Beginning with the first line below, please restate each line exactly, down to and including the line containing "fn disabled(theme: &Theme)".

Collected data entries:
________________________________________
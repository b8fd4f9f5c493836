// SPDX-License-Identifier: MPL-2.0
//! Button styles.
//!
//! Filled buttons share one shape (small radius, 1px border); they differ
//! by fill and border color per status.

use crate::ui::design_tokens::{border, opacity, palette, radius, shadow};
use iced::widget::button;
use iced::{Background, Border, Color, Shadow, Theme};

fn filled(fill: Color, text_color: Color, border_color: Color, shadow: Shadow) -> button::Style {
    button::Style {
        background: Some(Background::Color(fill)),
        text_color,
        border: Border {
            color: border_color,
            width: border::WIDTH_SM,
            radius: radius::SM.into(),
        },
        shadow,
        snap: true,
    }
}

fn disabled(theme: &Theme) -> button::Style {
    let fill = if theme.extended_palette().is_dark {
        palette::GRAY_700
    } else {
        palette::GRAY_100
    };
    filled(fill, palette::GRAY_400, palette::GRAY_400, shadow::NONE)
}

/// Brand-colored call to action. Also used for the selected entry of a
/// toggle group such as the category filter.
pub fn primary(theme: &Theme, status: button::Status) -> button::Style {
    match status {
        button::Status::Active | button::Status::Pressed => filled(
            palette::PRIMARY_500,
            palette::WHITE,
            palette::PRIMARY_600,
            shadow::SM,
        ),
        button::Status::Hovered => filled(
            palette::PRIMARY_400,
            palette::WHITE,
            palette::PRIMARY_500,
            shadow::MD,
        ),
        button::Status::Disabled => disabled(theme),
    }
}

pub fn selected(theme: &Theme, status: button::Status) -> button::Style {
    primary(theme, status)
}

/// Neutral entry of a toggle group; hovering outlines it in the brand color.
pub fn unselected(theme: &Theme, status: button::Status) -> button::Style {
    let dark = theme.extended_palette().is_dark;
    let (fill, hover_fill, text_color) = if dark {
        (palette::GRAY_700, palette::GRAY_400, palette::WHITE)
    } else {
        (palette::GRAY_100, palette::GRAY_200, palette::GRAY_900)
    };

    match status {
        button::Status::Active | button::Status::Pressed => {
            filled(fill, text_color, palette::GRAY_400, shadow::NONE)
        }
        button::Status::Hovered => {
            filled(hover_fill, text_color, palette::PRIMARY_500, shadow::SM)
        }
        button::Status::Disabled => disabled(theme),
    }
}

/// Translucent black buttons floating over the gallery (previous, next,
/// close). `alpha_normal` and `alpha_hover` set the fill opacity.
pub fn overlay(
    text_color: Color,
    alpha_normal: f32,
    alpha_hover: f32,
) -> impl Fn(&Theme, button::Status) -> button::Style {
    move |_theme: &Theme, status: button::Status| {
        let alpha = match status {
            button::Status::Hovered => alpha_hover,
            button::Status::Pressed => opacity::OVERLAY_PRESSED,
            button::Status::Active | button::Status::Disabled => alpha_normal,
        };
        button::Style {
            background: Some(Background::Color(Color {
                a: alpha,
                ..palette::BLACK
            })),
            text_color,
            border: Border {
                radius: radius::FULL.into(),
                ..Border::default()
            },
            shadow: shadow::MD,
            snap: true,
        }
    }
}

/// Bare button around a framed thumbnail; the frame carries all styling.
pub fn frameless(_theme: &Theme, _status: button::Status) -> button::Style {
    button::Style::default()
}

#[cfg(test)]
mod tests {
    use super::*;

    fn fill(style: button::Style) -> Color {
        match style.background {
            Some(Background::Color(color)) => color,
            other => panic!("unexpected background {other:?}"),
        }
    }

    #[test]
    fn primary_uses_brand_fill() {
        let style = primary(&Theme::Dark, button::Status::Active);
        assert_eq!(fill(style), palette::PRIMARY_500);
    }

    #[test]
    fn filter_entries_are_distinguishable() {
        let on = selected(&Theme::Light, button::Status::Active);
        let off = unselected(&Theme::Light, button::Status::Active);
        assert_ne!(fill(on), fill(off));
    }

    #[test]
    fn unselected_follows_theme_brightness() {
        let light = fill(unselected(&Theme::Light, button::Status::Active));
        let dark = fill(unselected(&Theme::Dark, button::Status::Active));
        assert!(light.r > dark.r);
    }

    #[test]
    fn overlay_darkens_on_hover() {
        let style_fn = overlay(palette::WHITE, 0.4, 0.7);
        let normal = fill(style_fn(&Theme::Dark, button::Status::Active));
        let hover = fill(style_fn(&Theme::Dark, button::Status::Hovered));
        assert!(hover.a > normal.a);
    }
}
// SPDX-License-Identifier: MPL-2.0
//! Saving visitor preferences to disk.

use super::config::{self, Config};
use crate::ui::notifications::Notification;
use crate::ui::theming::ThemeMode;
use std::path::PathBuf;

/// Writes the chosen theme mode into the settings file.
///
/// Returns the notification to show when the file could not be written.
/// Skipped under test so unit tests never touch the user's settings.
pub fn persist_theme_mode(theme_mode: ThemeMode) -> Option<Notification> {
    if cfg!(test) {
        return None;
    }
    persist_theme_mode_with_override(theme_mode, None)
}

pub(super) fn persist_theme_mode_with_override(
    theme_mode: ThemeMode,
    base_dir: Option<PathBuf>,
) -> Option<Notification> {
    let (mut cfg, _) = config::load_with_override(base_dir.clone());
    cfg.general.theme_mode = theme_mode;
    save(&cfg, base_dir)
}

fn save(cfg: &Config, base_dir: Option<PathBuf>) -> Option<Notification> {
    match config::save_with_override(cfg, base_dir) {
        Ok(()) => None,
        Err(error) => {
            tracing::warn!(%error, "failed to save settings");
            Some(Notification::error("notification-config-save-error"))
        }
    }
}

#[cfg(test)]
mod tests {
    use super::*;
    use tempfile::tempdir;

    #[test]
    fn theme_mode_is_written_to_settings() {
        let dir = tempdir().expect("temp dir");
        let base = Some(dir.path().to_path_buf());

        assert!(persist_theme_mode_with_override(ThemeMode::Dark, base.clone()).is_none());

        let (cfg, warning) = config::load_with_override(base);
        assert!(warning.is_none());
        assert_eq!(cfg.general.theme_mode, ThemeMode::Dark);
    }

    #[test]
    fn unwritable_settings_produce_notification() {
        let dir = tempdir().expect("temp dir");
        // A regular file where the settings directory should be.
        let blocker = dir.path().join("blocked");
        std::fs::write(&blocker, b"").expect("write blocker");

        let notification = persist_theme_mode_with_override(ThemeMode::Light, Some(blocker));
        assert_eq!(
            notification.map(|n| n.message_key().to_string()).as_deref(),
            Some("notification-config-save-error")
        );
    }
}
________________________________________
Final answer:
repository b8fd4f9f5c493836
// SPDX-License-Identifier: MPL-2.0
//! Button styles.
//!
//! Filled buttons share one shape (small radius, 1px border); they differ
//! by fill and border color per status.

use crate::ui::design_tokens::{border, opacity, palette, radius, shadow};
use iced::widget::button;
use iced::{Background, Border, Color, Shadow, Theme};

fn filled(fill: Color, text_color: Color, border_color: Color, shadow: Shadow) -> button::Style {
    button::Style {
        background: Some(Background::Color(fill)),
        text_color,
        border: Border {
            color: border_color,
            width: border::WIDTH_SM,
            radius: radius::SM.into(),
        },
        shadow,
        snap: true,
    }
}

fn disabled(theme: &Theme) -> button::Style {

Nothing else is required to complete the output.